On this 60th anniversary of Hurricane Betsy, the Tropics worldwide remain asleep. Betsy ('65) & Camille ('69) were the two storms everyone remembered when I arrived in NOLA back in 1978. Unfortunately, many of those folks who weathered those storms have passed, taking away valuable experiences that were learned. Satellite views back then were primitive, and the track of Betsy was plotted from Recon data. She looked like she made the turn to the north away from the United States, but she made a small loop and headed back towards Florida.
As you can see, Betsy brushed South Florida and headed over the "loop current" (warmest waters), strengthening to a Cat. 3 Hurricane. Fortunately, we have no Betsy-type storm anywhere on the planet this year. However, that might be changing for the second half of September. Here's two graphics from Weather Bell Analytics. The top shows vertical velocities sinking (brown color) over our part of the Atlantic Basin for the next 7 days.
The bottom view has a flip-flop with rising air (green color) moving over us, the Caribbean & Atlantic. Will that happen? Don't know since it's just a model forecast, and models have been struggling with developing systems this summer. Take the GFS. The top graphic is yesterday's run, valid for September 20th, with a storm right over us.
The bottom view is today's GFS morning run. Poof! Nothing is there. My take is this. The longer we can go with quiet, the better, since the peak of the Hurricane Season is tomorrow & the closer to October, the better, as cold fronts will start coming. My fear is this year's season will not get cranking until the last week in September, lasting into the first 3 weeks of October. It's what we talk about on my new podcast at bobbreck.com.

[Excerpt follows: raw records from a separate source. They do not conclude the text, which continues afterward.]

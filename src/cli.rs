//! Command-line runner

use anyhow::Result;
use std::process::ExitCode;

use crate::config::Config;
use crate::report::render;
use crate::validation::validate_path;

/// Exit code for template or usage problems, matching clap's usage errors
pub const EXIT_USAGE: u8 = 2;

/// Set up stderr logging with the configured filter
pub fn init_logging(config: &Config) {
    let _ = env_logger::Builder::new()
        .parse_filters(&config.log_level)
        .format_timestamp(None)
        .try_init();
}

/// Validate the configured file and print the report
///
/// Returns success only if the document has no errors. Template problems
/// are returned as `Err` since they are not validation outcomes.
pub fn run(config: &Config) -> Result<ExitCode> {
    let template = config.load_template()?;
    let report = validate_path(&config.notes_path, &template);

    print!("{}", render(&report, config.format)?);

    if report.is_valid() {
        Ok(ExitCode::SUCCESS)
    } else {
        Ok(ExitCode::FAILURE)
    }
}
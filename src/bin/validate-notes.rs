use std::process::ExitCode;

use study_notes_validator::cli::{self, EXIT_USAGE};
use study_notes_validator::Config;

fn main() -> ExitCode {
    let config = match Config::from_args_and_env() {
        Ok(config) => config,
        Err(e) => {
            eprintln!("error: {:#}", e);
            return ExitCode::from(EXIT_USAGE);
        }
    };

    cli::init_logging(&config);

    match cli::run(&config) {
        Ok(code) => code,
        Err(e) => {
            eprintln!("error: {:#}", e);
            ExitCode::from(EXIT_USAGE)
        }
    }
}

You can subscribe for $2/month and I will have some high-profile guests to announce shortly. But you won't hear or see them unless you subscribe. Currently, NHC has no areas to watch.
I always find something to point out. We have two swirls showing up. The one out in the Atlantic is at a low latitude, and no model develops it. The other swirl is an upper low in the Caribbean interacting with a tropical wave. Again, models don't develop it. We still have a boundary along the East Coast into the Gulf.
A small rotation remains west of Tampa, and radar is indicating some heavy rains drenching much of central & south Florida. For us, the muggies are back with local storms.
Today's storms are triggered by daytime heating as highs were back 90+. I don't see another front coming anytime soon, as the upper dip over the East Coast has lifted out.